What is the effect of windowing on the frequency response of a filter?

  • Directly taking the inverse Fourier Transform for ideal frequency response will give an impulse response with infinite support. To solve this, we can multiply the ideal frequency response with a window function to force the impulse response to have zero coefficients outside the window. The actual frequency response $H(\omega_1, \omega_2)$ is the convolution of the desired frequency response $H_{d}(\omega_1, \omega_2)$ and the window function $W(\omega_1, \omega_2)$
  • We multiply in the spatial domain, thus it’s a convolution in the frequency domain.
  • The effect of the window function is to smooth the desired frequency response $H_{d}(\omega_1, \omega_2)$. We would prefer to have the mainlobe width of the window function to be small so that to preserve the desired frequency response. Also, sidebands should have small amplitude to get small ripples in the frequency response outside the region of interest.
  1. Take the product of two 1d windows \( w(u_1,u_2) = w_1(u_1)w_2(u_2) \)
  2. Rotating a 1d window: \( w(u_1,u_2) = w_1(u)|_{\sqrt{u_1^2+u_2^2}} \)

Colour system

RGB and YUV

  • RGB is a device-dependent colour space, it is not a good choice for image processing.
  • YUV has been the colour encoding system used for analogue television worldwide (PAL, NTSC and SECAM) since the 1950s.
  • Converting between RGB and YUV is a linear transformation, thus it’s easy to implement. \( \begin{align} Y = 0.3R + 0.6G + 0.1B
    U = 0.5B - 0.5Y
    V = 0.625(R-Y)
    \end{align} \) Y is the luminance, U and V are the chrominance.
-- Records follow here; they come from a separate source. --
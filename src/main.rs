//! classroom-sync CLI
//!
//! Pulls Classroom data into DuckDB and syncs rosters back

use clap::Parser;
use classroom_sync::cli::{Cli, Runner};
use tracing::Level;

#[tokio::main]
async fn main() {
    let cli = Cli::parse();

    let debug = cli.debug || std::env::var("DEBUG").is_ok_and(|v| v == "YES");
    let level = if debug { Level::DEBUG } else { Level::INFO };

    // Initialize logging
    tracing_subscriber::fmt()
        .with_env_filter(
            tracing_subscriber::EnvFilter::from_default_env().add_directive(level.into()),
        )
        .with_writer(std::io::stderr)
        .init();

    let runner = Runner::new(cli);

    if let Err(e) = runner.run().await {
        tracing::error!("{e}");
        eprintln!("Error: {e}");
        std::process::exit(1);
    }
}
//! Pull engine module
//!
//! Batched pagination with quota-aware retry.
//!
//! # Overview
//!
//! The engine module provides:
//! - `WorkItem` / `RequestId` - one request and the id that round-trips it
//! - `ResponseOutcome` - classification of a single response
//! - `PullState` - pending stack, record buffer, quota flag and stats
//! - `PullEngine` - drives a pull from seeding to the last flush
//!
//! A pull seeds one work item per partition, then repeatedly pops a batch,
//! submits it, applies each response, normalizes and appends whatever was
//! buffered, and cools down once if any response hit the quota.

mod batch;
mod codec;
mod state;
mod types;

pub(crate) use batch::BatchRunner;
pub use codec::{RequestId, WorkItem};
pub use state::{PullState, ResponseOutcome};
pub use types::{PullConfig, PullStats, QUOTA_COOLDOWN};

use crate::api::{ApiRequest, BatchTransport};
use crate::entity::{self, EntityContext, EntityKind};
use crate::error::Result;
use crate::normalize::normalize;
use crate::partition::PartitionPlan;
use crate::sink::Sink;
use crate::types::WriteMode;
use serde_json::Value;
use std::fs::OpenOptions;
use std::io::Write;
use std::path::Path;
use std::sync::Arc;
use std::time::Instant;
use tracing::{debug, info};

/// Pull engine for loading entities into the warehouse
pub struct PullEngine {
    transport: Arc<dyn BatchTransport>,
    sink: Arc<dyn Sink>,
    context: EntityContext,
    config: PullConfig,
}

impl PullEngine {
    /// Create a new pull engine
    pub fn new(transport: Arc<dyn BatchTransport>, sink: Arc<dyn Sink>) -> Self {
        Self {
            transport,
            sink,
            context: EntityContext::default(),
            config: PullConfig::default(),
        }
    }

    /// Set pull configuration
    #[must_use]
    pub fn with_config(mut self, config: PullConfig) -> Self {
        self.config = config;
        self
    }

    /// Set entity context
    #[must_use]
    pub fn with_context(mut self, context: EntityContext) -> Self {
        self.context = context;
        self
    }

    /// Get the entity context
    pub fn context(&self) -> &EntityContext {
        &self.context
    }

    /// Get mutable entity context
    pub fn context_mut(&mut self) -> &mut EntityContext {
        &mut self.context
    }

    /// Get the pull configuration
    pub fn config(&self) -> &PullConfig {
        &self.config
    }

    /// Get the warehouse sink
    pub fn sink(&self) -> &Arc<dyn Sink> {
        &self.sink
    }

    /// Pull every partition of `plan` into the entity's table
    pub async fn pull(
        &self,
        kind: EntityKind,
        plan: &PartitionPlan,
        mode: WriteMode,
    ) -> Result<PullStats> {
        let start = Instant::now();
        let descriptor = kind.descriptor();
        plan.validate(descriptor)?;

        let table = self.config.table_name(kind);
        if mode.drops_table() {
            self.sink.drop_table(&table)?;
        }

        let dump = self.config.dump_path(kind);
        if let Some(path) = &dump {
            remove_dump(path)?;
        }

        let runner = BatchRunner::new(
            self.transport.as_ref(),
            self.config.retry_policy(),
            self.config.cooldown,
        );
        let batch_size = self.config.batch_size(kind);

        info!("{kind}: Generating requests...");
        let mut state = PullState::new(descriptor);
        state.seed(plan);

        while !state.is_drained() {
            info!("{kind}: {} requests remaining.", state.pending());

            let items = state.next_batch(batch_size);
            let requests = self.build_requests(kind, &items)?;
            let responses = runner.submit(kind.name(), requests).await?;

            for response in responses {
                let item = RequestId::from(response.id).decode()?;
                state.handle(item, response.result)?;
            }

            let buffered = state.take_buffer();
            if !buffered.is_empty() {
                if let Some(path) = &dump {
                    append_dump(path, &buffered)?;
                }
                let frame = normalize(descriptor, buffered, &self.context)?;
                debug!("{kind}: inserting {} records into {table}", frame.len());
                let written = self
                    .sink
                    .insert_append_typed(&table, &frame, descriptor.date_columns)?;
                state.add_rows_written(written);
            }

            if state.take_quota_flag() {
                runner.cool_down(kind.name()).await;
            }
        }

        let mut stats = state.into_stats();
        stats.set_duration(start.elapsed().as_millis() as u64);

        info!(
            "{kind}: pulled {} records into {table} in {} ms ({} batches, {} requeued, {} dropped)",
            stats.rows_written, stats.duration_ms, stats.batches, stats.requeued, stats.dropped
        );
        Ok(stats)
    }

    fn build_requests(
        &self,
        kind: EntityKind,
        items: &[WorkItem],
    ) -> Result<Vec<(String, ApiRequest)>> {
        items
            .iter()
            .map(|item| {
                let request = entity::list_request(
                    kind,
                    item.partition.course_id.as_deref(),
                    item.partition.date.as_deref(),
                    item.page_token.as_deref(),
                    &self.context,
                )?;
                Ok((item.request_id().into(), request))
            })
            .collect()
    }
}

fn remove_dump(path: &Path) -> Result<()> {
    match std::fs::remove_file(path) {
        Err(e) if e.kind() != std::io::ErrorKind::NotFound => Err(e.into()),
        _ => Ok(()),
    }
}

/// Append one buffered batch as a JSON line
fn append_dump(path: &Path, records: &[Value]) -> Result<()> {
    if let Some(parent) = path.parent() {
        std::fs::create_dir_all(parent)?;
    }
    let mut file = OpenOptions::new().create(true).append(true).open(path)?;
    serde_json::to_writer(&mut file, records)?;
    file.write_all(b"\n")?;
    Ok(())
}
  • Human eyes are more sensitive to luminance than chrominance, thus we can subsample U and V to reduce the size of the image without much loss of quality.
    • A common subsampling scheme is 4:2:2, which means that the U and V components are subsampled by a factor of 2 in the horizontal direction.

JPEG compression

JPEG quantisation and coding

  • After DCT compression, the DCT coefficients are quantised with optimised quantisation steps.
  • The quantisation step are predetermined and tailored for each subband via experiment with lots of natural images.
  • Thus, JPEG works well for natural images, but not for images with sharp edges (artificial images)
  • Entropy coding is then applied, run-length and amplitude information are combined into a single Huffman code.